- Dataset entries -
----------

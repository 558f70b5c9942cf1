//! Builds a [`Schema`](crate::schema::Schema) from a standard introspection response
//! (`spec.md` §6). Sent to every upstream once at startup.

use crate::error::GatewayError;
use crate::schema::{
    ArgumentDefinition, DirectiveDefinition, EnumTypeDef, FieldDefinition, InputObjectTypeDef,
    InterfaceTypeDef, ObjectTypeDef, Schema, TypeDefinition, TypeRef, UnionTypeDef,
};
use indexmap::IndexMap;
use serde_json::Value;

/// The canonical introspection document sent to each upstream at startup. Kept deliberately
/// minimal: only what §6 requires the gateway to depend on (types, kinds, `ofType` chains for
/// wrapper kinds, root operation type names).
pub const INTROSPECTION_QUERY: &str = r#"
query IntrospectionQuery {
  __schema {
    queryType { name }
    mutationType { name }
    subscriptionType { name }
    directives {
      name
      locations
      args {
        name
        type { ...TypeRef }
      }
    }
    types {
      kind
      name
      fields(includeDeprecated: true) {
        name
        args {
          name
          type { ...TypeRef }
        }
        type { ...TypeRef }
      }
      inputFields {
        name
        type { ...TypeRef }
      }
      interfaces { name }
      enumValues(includeDeprecated: true) { name }
      possibleTypes { name }
    }
  }
}

fragment TypeRef on __Type {
  kind
  name
  ofType {
    kind
    name
    ofType {
      kind
      name
      ofType {
        kind
        name
        ofType {
          kind
          name
          ofType {
            kind
            name
            ofType {
              kind
              name
              ofType {
                kind
                name
              }
            }
          }
        }
      }
    }
  }
}
"#;

fn bad(message: impl Into<String>) -> GatewayError {
    GatewayError::BadRequest(message.into())
}

/// Renders a `__Type` introspection node (with its `ofType` chain) into a wire-format type
/// string, e.g. `{"kind":"NON_NULL","ofType":{"kind":"LIST",...}}` -> `"[User!]!"`.
fn print_type_ref(node: &Value) -> Result<String, GatewayError> {
    let kind = node
        .get("kind")
        .and_then(Value::as_str)
        .ok_or_else(|| bad("introspection type missing kind"))?;
    match kind {
        "NON_NULL" => {
            let inner = node
                .get("ofType")
                .ok_or_else(|| bad("NON_NULL type missing ofType"))?;
            Ok(format!("{}!", print_type_ref(inner)?))
        }
        "LIST" => {
            let inner = node
                .get("ofType")
                .ok_or_else(|| bad("LIST type missing ofType"))?;
            Ok(format!("[{}]", print_type_ref(inner)?))
        }
        _ => node
            .get("name")
            .and_then(Value::as_str)
            .map(str::to_string)
            .ok_or_else(|| bad("named type missing name")),
    }
}

fn parse_arguments(node: &Value) -> Result<Vec<ArgumentDefinition>, GatewayError> {
    let Some(args) = node.get("args").and_then(Value::as_array) else {
        return Ok(Vec::new());
    };
    args.iter()
        .map(|arg| {
            let name = arg
                .get("name")
                .and_then(Value::as_str)
                .ok_or_else(|| bad("argument missing name"))?
                .to_string();
            let ty = TypeRef(print_type_ref(
                arg.get("type").ok_or_else(|| bad("argument missing type"))?,
            )?);
            Ok(ArgumentDefinition { name, ty })
        })
        .collect()
}

fn parse_fields(node: &Value) -> Result<IndexMap<String, FieldDefinition>, GatewayError> {
    let mut fields = IndexMap::new();
    let Some(list) = node.get("fields").and_then(Value::as_array) else {
        return Ok(fields);
    };
    for field in list {
        let name = field
            .get("name")
            .and_then(Value::as_str)
            .ok_or_else(|| bad("field missing name"))?
            .to_string();
        let ty = TypeRef(print_type_ref(
            field.get("type").ok_or_else(|| bad("field missing type"))?,
        )?);
        let arguments = parse_arguments(field)?;
        fields.insert(
            name.clone(),
            FieldDefinition {
                name,
                ty,
                arguments,
            },
        );
    }
    Ok(fields)
}

fn parse_input_fields(node: &Value) -> Result<IndexMap<String, FieldDefinition>, GatewayError> {
    let mut fields = IndexMap::new();
    let Some(list) = node.get("inputFields").and_then(Value::as_array) else {
        return Ok(fields);
    };
    for field in list {
        let name = field
            .get("name")
            .and_then(Value::as_str)
            .ok_or_else(|| bad("input field missing name"))?
            .to_string();
        let ty = TypeRef(print_type_ref(
            field.get("type").ok_or_else(|| bad("input field missing type"))?,
        )?);
        fields.insert(
            name.clone(),
            FieldDefinition {
                name,
                ty,
                arguments: Vec::new(),
            },
        );
    }
    Ok(fields)
}

fn parse_directives(root: &Value) -> Result<IndexMap<String, DirectiveDefinition>, GatewayError> {
    let mut directives = IndexMap::new();
    let Some(list) = root.get("directives").and_then(Value::as_array) else {
        return Ok(directives);
    };
    for node in list {
        let name = node
            .get("name")
            .and_then(Value::as_str)
            .ok_or_else(|| bad("directive missing name"))?
            .to_string();
        let locations = node
            .get("locations")
            .and_then(Value::as_array)
            .map(|items| {
                items
                    .iter()
                    .filter_map(Value::as_str)
                    .map(str::to_string)
                    .collect()
            })
            .unwrap_or_default();
        let arguments = parse_arguments(node)?;
        directives.insert(
            name.clone(),
            DirectiveDefinition {
                name,
                locations,
                arguments,
            },
        );
    }
    Ok(directives)
}

fn parse_names(node: &Value, key: &str) -> Vec<String> {
    node.get(key)
        .and_then(Value::as_array)
        .map(|items| {
            items
                .iter()
                .filter_map(|item| item.get("name").and_then(Value::as_str))
                .map(str::to_string)
                .collect()
        })
        .unwrap_or_default()
}

/// Parses one `types[]` entry of a `__schema` introspection response into a [`TypeDefinition`].
fn parse_type(node: &Value) -> Result<Option<(String, TypeDefinition)>, GatewayError> {
    let kind = node
        .get("kind")
        .and_then(Value::as_str)
        .ok_or_else(|| bad("type missing kind"))?;
    let name = node
        .get("name")
        .and_then(Value::as_str)
        .ok_or_else(|| bad("type missing name"))?
        .to_string();

    let definition = match kind {
        "OBJECT" => TypeDefinition::Object(ObjectTypeDef {
            fields: parse_fields(node)?,
            interfaces: parse_names(node, "interfaces"),
        }),
        "INTERFACE" => TypeDefinition::Interface(InterfaceTypeDef {
            fields: parse_fields(node)?,
            interfaces: parse_names(node, "interfaces"),
        }),
        "UNION" => TypeDefinition::Union(UnionTypeDef {
            members: parse_names(node, "possibleTypes"),
        }),
        "ENUM" => TypeDefinition::Enum(EnumTypeDef {
            values: parse_names(node, "enumValues"),
        }),
        "SCALAR" => TypeDefinition::Scalar,
        "INPUT_OBJECT" => TypeDefinition::InputObject(InputObjectTypeDef {
            fields: parse_input_fields(node)?,
        }),
        // LIST/NON_NULL never appear as top-level `types[]` entries; introspection-meta kinds
        // (`__Schema`, `__Type`, ...) are skipped entirely, since the gateway never federates them.
        _ => return Ok(None),
    };
    Ok(Some((name, definition)))
}

/// Parses a full `{"__schema": {...}}` introspection response (as returned by the
/// [`INTROSPECTION_QUERY`]) into a [`Schema`].
pub fn schema_from_introspection(response: &Value) -> Result<Schema, GatewayError> {
    let root = response
        .get("__schema")
        .ok_or_else(|| bad("introspection response missing __schema"))?;

    let query_type = root
        .get("queryType")
        .and_then(|t| t.get("name"))
        .and_then(Value::as_str)
        .ok_or_else(|| bad("introspection response missing queryType"))?
        .to_string();
    let mutation_type = root
        .get("mutationType")
        .and_then(|t| t.get("name"))
        .and_then(Value::as_str)
        .map(str::to_string);
    let subscription_type = root
        .get("subscriptionType")
        .and_then(|t| t.get("name"))
        .and_then(Value::as_str)
        .map(str::to_string);

    let mut types = IndexMap::new();
    if let Some(list) = root.get("types").and_then(Value::as_array) {
        for entry in list {
            if let Some((name, def)) = parse_type(entry)? {
                // Skip the double-underscore introspection meta-types themselves.
                if !name.starts_with("__") {
                    types.insert(name, def);
                }
            }
        }
    }

    let directives = parse_directives(root)?;

    Ok(Schema {
        query_type,
        mutation_type,
        subscription_type,
        types,
        directives,
    })
}

/// Sends [`INTROSPECTION_QUERY`] to `url` via `queryer` and parses the response into a
/// [`RemoteSchema`](crate::schema::RemoteSchema) (`spec.md` §6). The CLI calls this once per
/// configured service at startup.
pub async fn fetch_remote_schema(
    url: &str,
    queryer: &dyn crate::queryer::Queryer,
) -> Result<crate::schema::RemoteSchema, GatewayError> {
    use crate::queryer::QueryerInput;
    let response = queryer
        .query(QueryerInput {
            query: INTROSPECTION_QUERY.to_string(),
            operation_name: Some("IntrospectionQuery".to_string()),
            variables: std::collections::HashMap::new(),
        })
        .await?;
    let schema = schema_from_introspection(&response)?;
    Ok(crate::schema::RemoteSchema {
        url: url.to_string(),
        schema,
    })
}

#[cfg(test)]
mod tests {
    use super::*;
    use serde_json::json;

    #[test]
    fn parses_minimal_schema() {
        let response = json!({
            "__schema": {
                "queryType": {"name": "Query"},
                "mutationType": null,
                "subscriptionType": null,
                "types": [
                    {
                        "kind": "OBJECT",
                        "name": "Query",
                        "fields": [
                            {
                                "name": "allUsers",
                                "args": [],
                                "type": {
                                    "kind": "NON_NULL",
                                    "name": null,
                                    "ofType": {
                                        "kind": "LIST",
                                        "name": null,
                                        "ofType": {
                                            "kind": "NON_NULL",
                                            "name": null,
                                            "ofType": {"kind": "OBJECT", "name": "User", "ofType": null}
                                        }
                                    }
                                }
                            }
                        ],
                        "interfaces": []
                    },
                    {
                        "kind": "OBJECT",
                        "name": "User",
                        "fields": [
                            {"name": "firstName", "args": [], "type": {"kind": "SCALAR", "name": "String", "ofType": null}}
                        ],
                        "interfaces": []
                    }
                ]
            }
        });
        let schema = schema_from_introspection(&response).unwrap();
        assert_eq!(schema.query_type, "Query");
        let query = schema.types.get("Query").unwrap();
        let field = query.fields().unwrap().get("allUsers").unwrap();
        assert_eq!(field.ty.0, "[User!]!");
    }

    #[test]
    fn parses_directive_declarations() {
        let response = json!({
            "__schema": {
                "queryType": {"name": "Query"},
                "mutationType": null,
                "subscriptionType": null,
                "directives": [
                    {
                        "name": "auth",
                        "locations": ["FIELD_DEFINITION", "OBJECT"],
                        "args": [
                            {"name": "role", "type": {"kind": "SCALAR", "name": "String", "ofType": null}}
                        ]
                    }
                ],
                "types": []
            }
        });
        let schema = schema_from_introspection(&response).unwrap();
        let auth = schema.directives.get("auth").unwrap();
        assert_eq!(auth.locations, vec!["FIELD_DEFINITION", "OBJECT"]);
        assert_eq!(auth.arguments[0].name, "role");
    }

    #[tokio::test]
    async fn fetch_remote_schema_parses_queryer_response() {
        let response = json!({
            "__schema": {
                "queryType": {"name": "Query"},
                "mutationType": null,
                "subscriptionType": null,
                "types": [
                    {
                        "kind": "OBJECT",
                        "name": "Query",
                        "fields": [
                            {"name": "foo", "args": [], "type": {"kind": "SCALAR", "name": "Boolean", "ofType": null}}
                        ],
                        "interfaces": []
                    }
                ]
            }
        });
        let queryer = crate::queryer::MockQueryer::new("http://a", response);
        let remote = fetch_remote_schema("http://a", &queryer).await.unwrap();
        assert_eq!(remote.url, "http://a");
        assert!(remote.schema.types.get("Query").unwrap().fields().unwrap().contains_key("foo"));
    }
}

----------

- What is being asked -
Figure out how many lines of the material include "startup", then reply with the count alone.

- Solution to the exercise -
3